This time Bonglizard blog checks in with JON F. ALLEN. Creative artist and creator of the underground comic / magazine : Pop Wasteland! This exclusive interview will give you a major view into his visions and the ideas behind the hectic madness that you will no doubt enjoy. Get ready to dive into the psychedelic, tripped out, artistic world of psychotic, weird almost indescribable images of terror and retro culture, these illustrations can tear your eyes and mind apart! Get ready to get dosed below! #art #interview #jonfallen #popwasteland #bonglizard #blog #bloglizard #artgrinder #interview #artistinterview #undergroundart #artist #jonfallenartist


Q - Hi Jon hope all's going good. You have a really intense drawing and illustration style. Visually some of it is like a bad acid trip, weird but exciting at the same time. What inspires you draw?

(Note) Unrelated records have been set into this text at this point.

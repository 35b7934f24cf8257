/// Entry point and game loop.

mod config;
mod domain;
mod error;
mod logging;
mod sim;
mod ui;

use std::time::{Duration, Instant};

use crossterm::event::KeyCode;

use config::GameConfig;
use domain::entity::{FrameInput, InputSource, Key};
use sim::level::Campaign;
use sim::session::{Screen, Session};
use ui::gamepad::{Action, GamepadState};
use ui::input::{Controls, InputState};
use ui::renderer::Renderer;
use ui::sound::SoundEngine;

const FRAME_SLEEP: Duration = Duration::from_millis(5);

fn main() {
    let config = GameConfig::load();
    logging::init(&config.log);
    for w in &config.warnings {
        log::warn!("config: {w}");
    }

    let campaign = Campaign::load(&config.levels_dir);
    if campaign.is_empty() {
        log::error!("no playable levels");
        eprintln!("No playable levels found.");
        return;
    }
    log::info!("{} level(s) in the campaign", campaign.len());
    let mut session = Session::new(campaign, config.sim.clone());

    let mut renderer = Renderer::new();
    if let Err(e) = renderer.init() {
        eprintln!("Terminal init failed: {e}");
        return;
    }

    let sound = SoundEngine::new();

    let result = game_loop(&mut session, &mut renderer, sound.as_ref(), &config);

    if let Err(e) = renderer.cleanup() {
        eprintln!("Terminal cleanup failed: {e}");
    }

    if let Err(e) = result {
        log::error!("game loop failed: {e}");
        eprintln!("Game error: {e}");
    }

    println!();
    println!("Thanks for playing Kong Climber!");
    if let Screen::GameOver { score, .. } = session.screen {
        println!("Final Score: {score}");
    }
}

/// Edge-triggered presses seen between two simulation ticks.
/// The loop polls input faster than it steps, so presses are latched
/// until the next tick consumes them.
#[derive(Default)]
struct Latch {
    jump: bool,
    fire: bool,
}

fn game_loop(
    session: &mut Session,
    renderer: &mut Renderer,
    sound: Option<&SoundEngine>,
    config: &GameConfig,
) -> Result<(), Box<dyn std::error::Error>> {
    let mut kb = InputState::new();
    let mut gp = GamepadState::new();
    gp.load_button_config(&config.gamepad);
    if gp.connected {
        log::info!("gamepad detected");
    }
    let mut last_tick = Instant::now();
    let tick_rate = Duration::from_millis(config.tick_rate_ms);
    let mut latch = Latch::default();

    loop {
        kb.drain_events();
        gp.update();

        if kb.ctrl_c_pressed() {
            break;
        }
        if handle_meta(session, &kb, &gp) {
            break;
        }

        let controls = Controls { keyboard: &kb, gamepad: &gp };
        if session.screen == Screen::Playing && !session.paused {
            latch.jump |= controls.was_pressed(Key::Jump);
            latch.fire |= controls.was_pressed(Key::Fire);
        }

        if last_tick.elapsed() >= tick_rate {
            if session.screen == Screen::Playing && !session.paused {
                let mut input = FrameInput::from_source(&controls);
                input.jump = std::mem::take(&mut latch.jump);
                input.fire = std::mem::take(&mut latch.fire);

                let events = session.tick(&input);
                for e in &events {
                    log::debug!("event: {e:?}");
                }
                if let Some(sfx) = sound {
                    sfx.play_events(&events);
                }
            }
            last_tick = Instant::now();
        }

        renderer.render(session)?;
        std::thread::sleep(FRAME_SLEEP);
    }

    Ok(())
}

const KEYS_PAUSE: &[KeyCode] = &[KeyCode::F(1), KeyCode::Char('p'), KeyCode::Char('P')];

/// Screen-level keys. Returns true when the player asked to quit.
fn handle_meta(session: &mut Session, kb: &InputState, gp: &GamepadState) -> bool {
    let controls = Controls { keyboard: kb, gamepad: gp };
    let confirm = controls.was_pressed(Key::Confirm);
    let cancel = controls.was_pressed(Key::Cancel);

    match session.screen {
        Screen::Title => {
            if cancel {
                return true;
            }
            if confirm {
                session.start(0, 0);
            } else if let Some(n) = digit_pressed(kb) {
                session.start(n - 1, 0);
            }
        }
        Screen::Playing => {
            if kb.any_pressed(KEYS_PAUSE) || gp.pressed(Action::Pause) {
                session.toggle_pause();
                log::info!("paused: {}", session.paused);
            } else if cancel {
                session.back_to_title();
            }
        }
        Screen::GameOver { .. } => {
            if confirm {
                session.start(0, 0);
            } else if cancel {
                session.back_to_title();
            }
        }
    }
    false
}

/// Level number key ('1'..='9') pressed on the title screen.
fn digit_pressed(kb: &InputState) -> Option<usize> {
    ('1'..='9')
        .find(|&c| kb.was_pressed(KeyCode::Char(c)))
        .and_then(|c| c.to_digit(10))
        .map(|d| d as usize)
}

Jon - Trauma (psychological and physical), anxiety dreams, disassociation, isolation, disease, crime, news stories, lezzie porn. As a way of coping I drift off into my imagination where images can happen randomly. I taught myself to use drawings as a way to deal with that as well as calming toxic, intrusive thoughts. Kept up with it over many years and improved along the way. Am more into a methodical methodical process these days.


Q - Pop Wasteland has a wide collection of artists as well as you and your brother as the creators, it is a highly entertaining concept to read. How did the idea of Pop Wasteland begin? Jon - Thank you. Wanted to work on something fun with my brother Tim who writes fascinating poetry and psychological short stories. I got into zines heavily in the early 1990's. Stuff that provoked my iconoclastic nature was Weirdo and Answer Me!, as well as seeing artists such as Mike Diana, and Jeff Gaither turn up in various punk and hardcore xerox publications. Joe Coleman’s Cosmic Retribution, not a zine, is also a pivotal book of influence. I wanted to put something in the wild that I would’ve been shitting myself to get my hands on in younger years as well as now I am ecstatic to find the really cool stuff. A lot of artists such as Aaron Lange has a new and thoroughly absorbing graphic novel on the history of Cleveland punk and one of the pioneering early members of Pere Ubu you can find online Ain’t It Fun: Peter Laughner & Proto-Punk in the Secret City) I met at Philly art shows. Lange made me aware of others such as JT Dockery, and Liz Valasco. Others I discovered on social media such as Jenny Gonzalez (cover artist for PW 4),  Corinne Halberrt (couldn’t resist her sexy, demonic nuns, and she got a big psychedelic art book called Acid Nun—google her), Provocateur, self-publishing monster, visual artist musician, performance artist, and occultist Adel Souto, and much more. Buy a Pop Wasteland n’ you get all the art n’ lit contributors’ contacts a couple pages in.  Y’know, I wanted to be like Weirdo, but also wanted to show off art, photos, and poetry that didn’t go for the visceral punch.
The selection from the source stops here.